Il nome è complicato: porpora trombotica trombocitopenica. È però uno di quelli che, purtroppo, non si dimenticano. È una forma grave del sangue che consiste nella formazione di accumuli di piastrine (trombi, appunto) che, ostruendo i vasi sanguigni e il regolare flusso, comportano la diminuzione di apporto di ossigeno a vari organi (dal fegato al cervello, dai reni al cuore).

A livello ereditario si può manifestare subito dopo la nascita, con valori delle piastrine ben al di sotto della norma (trombocitopenia). La forma auto-immune, invece, si manifesta nella fase adolescenziale o adultaed è caratterizzata da sintomi che possono variare dal pallore della cute alla sua colorazione rossastra (da cui il nome “porpora”), da piccole emorragie dell’epidermide a perdite di sangue dal naso, oppure mal di testa, nausea e alterazioni della vista. Nei casi più acuti e gravi anche forme di convulsioni e coma.

La sua origine è il deficit della ADMTS13, una proteina impegnata nella riduzione in frammenti di un fattore importante nella coagulazione del sangue: il fattore di von Willebrand. Nei pazienti affetti da porpora trombotica trombocitopenica, questo processo non avviene e la conseguenza è l’accumulo del fattore di von Willebrand che diventa un centro di aggregazione delle piastrine. La carenza di ADAMTS13 può essere generata da mutazioni nel gene codificante per la proteina (forma ereditaria), oppure può essere acquisita durante la vita, in genere per la produzione da parte dell’organismo stesso di anticorpi che si dirigono contro questa proteina (forma auto-immune). La forma ereditaria si trasmette con modalità autosomica recessiva: i genitori sono portatori sani della mutazione, mentre ciascun figlio della coppia ha il 25% di probabilità di essere malato.

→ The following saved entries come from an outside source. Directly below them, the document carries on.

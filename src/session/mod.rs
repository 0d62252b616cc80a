mod local_progress;
pub(crate) mod playback;

pub use local_progress::{FINISHED_PROGRESS_THRESHOLD, LocalMediaProgress};
pub use playback::{AudioTrack, Chapter, Media, PlayMethod, PlaybackSession, UnknownPlayMethod};
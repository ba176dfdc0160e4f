use crate::application::dispatcher::Dispatcher;
use crate::application::verifier::NotificationVerifier;
use crate::domain::errors::PaymentResult;
use crate::domain::{DomainEvent, MerchantIdentity, NotificationEnvelope, PaymentEvent};
use crate::infrastructure::certificates::CertificateStore;
use crate::infrastructure::crypto::decrypt_aes_256_gcm;
use crate::ports::notification_port::NotifyReply;
use crate::ports::pay_config_port::PayConfigPort;
use crate::ports::wechat_pay_port::SignatureHeaders;
use serde_json::{Map, Value};
use std::sync::Arc;
use tracing::{error, info};

/// 支付结果回调处理
///
/// 验签 → 解密 → 归类 → 分发。任何一步失败都返回 FAIL，由微信按策略重发。
pub struct PayNotifyService {
    config: Arc<dyn PayConfigPort>,
    certificates: Arc<CertificateStore>,
    verifier: NotificationVerifier,
    dispatcher: Dispatcher,
}

impl PayNotifyService {
    pub fn new(
        config: Arc<dyn PayConfigPort>,
        certificates: Arc<CertificateStore>,
        dispatcher: Dispatcher,
    ) -> Self {
        Self {
            config,
            certificates,
            verifier: NotificationVerifier::new(),
            dispatcher,
        }
    }

    pub async fn handle(&self, headers: &SignatureHeaders, body: &str) -> NotifyReply {
        let merchant = match self.resolve_merchant(headers).await {
            Ok(merchant) => merchant,
            Err(e) => {
                error!(error = %e, "no merchant configured for notifications");
                return NotifyReply::fail(e.to_string());
            }
        };

        let certificates = self.certificates.snapshot(&merchant.mchid).await;
        if let Err(e) = self.verifier.verify(headers, body, &certificates) {
            error!(
                serial = headers.serial.as_deref().unwrap_or_default(),
                timestamp = headers.timestamp.as_deref().unwrap_or_default(),
                error = %e,
                "notification signature rejected"
            );
            return NotifyReply::fail(e.to_string());
        }

        let event = match decode_event(&merchant, body) {
            Ok(event) => event,
            Err(e) => {
                error!(error = %e, "failed to decode notification");
                return NotifyReply::fail(e.to_string());
            }
        };

        info!(
            event_id = %event.envelope().id,
            event_type = event.event_type(),
            out_trade_no = event.out_trade_no().unwrap_or_default(),
            received_at = %event.occurred_at(),
            "payment notification received"
        );

        self.dispatcher.dispatch(&event).await
    }

    /// 按 `Wechatpay-Serial` 找到持有该平台证书的商户，找不到时用默认商户
    async fn resolve_merchant(&self, headers: &SignatureHeaders) -> PaymentResult<Arc<MerchantIdentity>> {
        if let Some(serial) = headers.serial.as_deref() {
            if let Some(mchid) = self.certificates.mchid_for_serial(serial).await {
                if let Some(merchant) = self.config.merchants().into_iter().find(|m| m.mchid == mchid) {
                    return Ok(merchant);
                }
            }
        }
        self.config.get(None)
    }
}

/// 解析通知报文并解密 resource
fn decode_event(merchant: &MerchantIdentity, body: &str) -> PaymentResult<PaymentEvent> {
    let envelope: NotificationEnvelope = serde_json::from_str(body)?;
    let resource = &envelope.resource;
    let plaintext = decrypt_aes_256_gcm(
        &merchant.api_v3_key,
        &resource.nonce,
        &resource.associated_data,
        &resource.ciphertext,
    )?;
    let resource: Map<String, Value> = serde_json::from_str(&plaintext)?;

    Ok(PaymentEvent::new(envelope, resource))
}
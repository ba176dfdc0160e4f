use crate::domain::MerchantIdentity;
use crate::domain::errors::{PaymentError, PaymentResult};
use base64::{Engine, engine::general_purpose::STANDARD as BASE64};
use rsa::RsaPrivateKey;
use rsa::pkcs1::DecodeRsaPrivateKey;
use rsa::pkcs1v15::SigningKey;
use rsa::pkcs8::DecodePrivateKey;
use rsa::signature::{RandomizedSigner, SignatureEncoding};
use sha2::Sha256;
use std::collections::HashMap;
use std::sync::RwLock;

/// 认证类型
pub const AUTH_SCHEMA: &str = "WECHATPAY2-SHA256-RSA2048";

/// 商户私钥签名器（SHA256withRSA）
#[derive(Clone)]
pub struct MerchantSigner {
    signing_key: SigningKey<Sha256>,
}

impl MerchantSigner {
    /// 加载商户私钥，支持 PKCS#8 与 PKCS#1 PEM
    pub fn from_pem(pem: &str) -> PaymentResult<Self> {
        let private_key = RsaPrivateKey::from_pkcs8_pem(pem)
            .or_else(|_| RsaPrivateKey::from_pkcs1_pem(pem))
            .map_err(|e| PaymentError::Crypto(format!("Failed to load private key: {}", e)))?;

        Ok(Self::new(private_key))
    }

    pub fn new(private_key: RsaPrivateKey) -> Self {
        Self {
            signing_key: SigningKey::<Sha256>::new(private_key),
        }
    }

    /// 签名并 Base64 编码
    pub fn sign(&self, message: &str) -> String {
        let signature = self
            .signing_key
            .sign_with_rng(&mut rand::thread_rng(), message.as_bytes());
        BASE64.encode(signature.to_bytes())
    }
}

/// 按商户缓存已解析的私钥，避免每次请求都解析 PEM
#[derive(Default)]
pub struct SignerCache {
    signers: RwLock<HashMap<String, MerchantSigner>>,
}

impl SignerCache {
    pub fn new() -> Self {
        Self::default()
    }

    pub fn get(&self, merchant: &MerchantIdentity) -> PaymentResult<MerchantSigner> {
        let key = format!("{}:{}", merchant.mchid, merchant.serial_no);
        if let Some(signer) = self
            .signers
            .read()
            .map_err(|_| PaymentError::Crypto("signer cache poisoned".to_string()))?
            .get(&key)
        {
            return Ok(signer.clone());
        }

        let signer = MerchantSigner::from_pem(&merchant.private_key)?;
        self.signers
            .write()
            .map_err(|_| PaymentError::Crypto("signer cache poisoned".to_string()))?
            .insert(key, signer.clone());
        Ok(signer)
    }
}

/// 请求签名串：`METHOD\nPATH\nTIMESTAMP\nNONCE\nBODY\n`
pub fn build_sign_message(method: &str, path: &str, timestamp: i64, nonce: &str, body: &str) -> String {
    format!("{method}\n{path}\n{timestamp}\n{nonce}\n{body}\n")
}

/// Authorization 头
pub fn build_authorization(
    mchid: &str,
    serial_no: &str,
    timestamp: i64,
    nonce: &str,
    signature: &str,
) -> String {
    format!(
        r#"{AUTH_SCHEMA} mchid="{mchid}",nonce_str="{nonce}",timestamp="{timestamp}",serial_no="{serial_no}",signature="{signature}""#
    )
}

/// 32 位随机串
pub fn generate_nonce() -> String {
    uuid::Uuid::new_v4().simple().to_string().to_uppercase()
}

Per emettere una diagnosi è necessario effettuare esami specifici del sangue e andare per esclusione facendo dei parallelismi con patologie simili. Tra i test più diffusi, il dosaggio dell’enzima ADAMTS13 e di anticorpi contro l’enzima stessa.

Fondamentali per il suo trattamento sono le donazioni. Grazie al plasma donato, infatti, i pazienti possono sottoporsi alle trasfusioni che, in quanto a tempestività ed efficacia, consentono di ridurre significativamente il tasso di mortalità.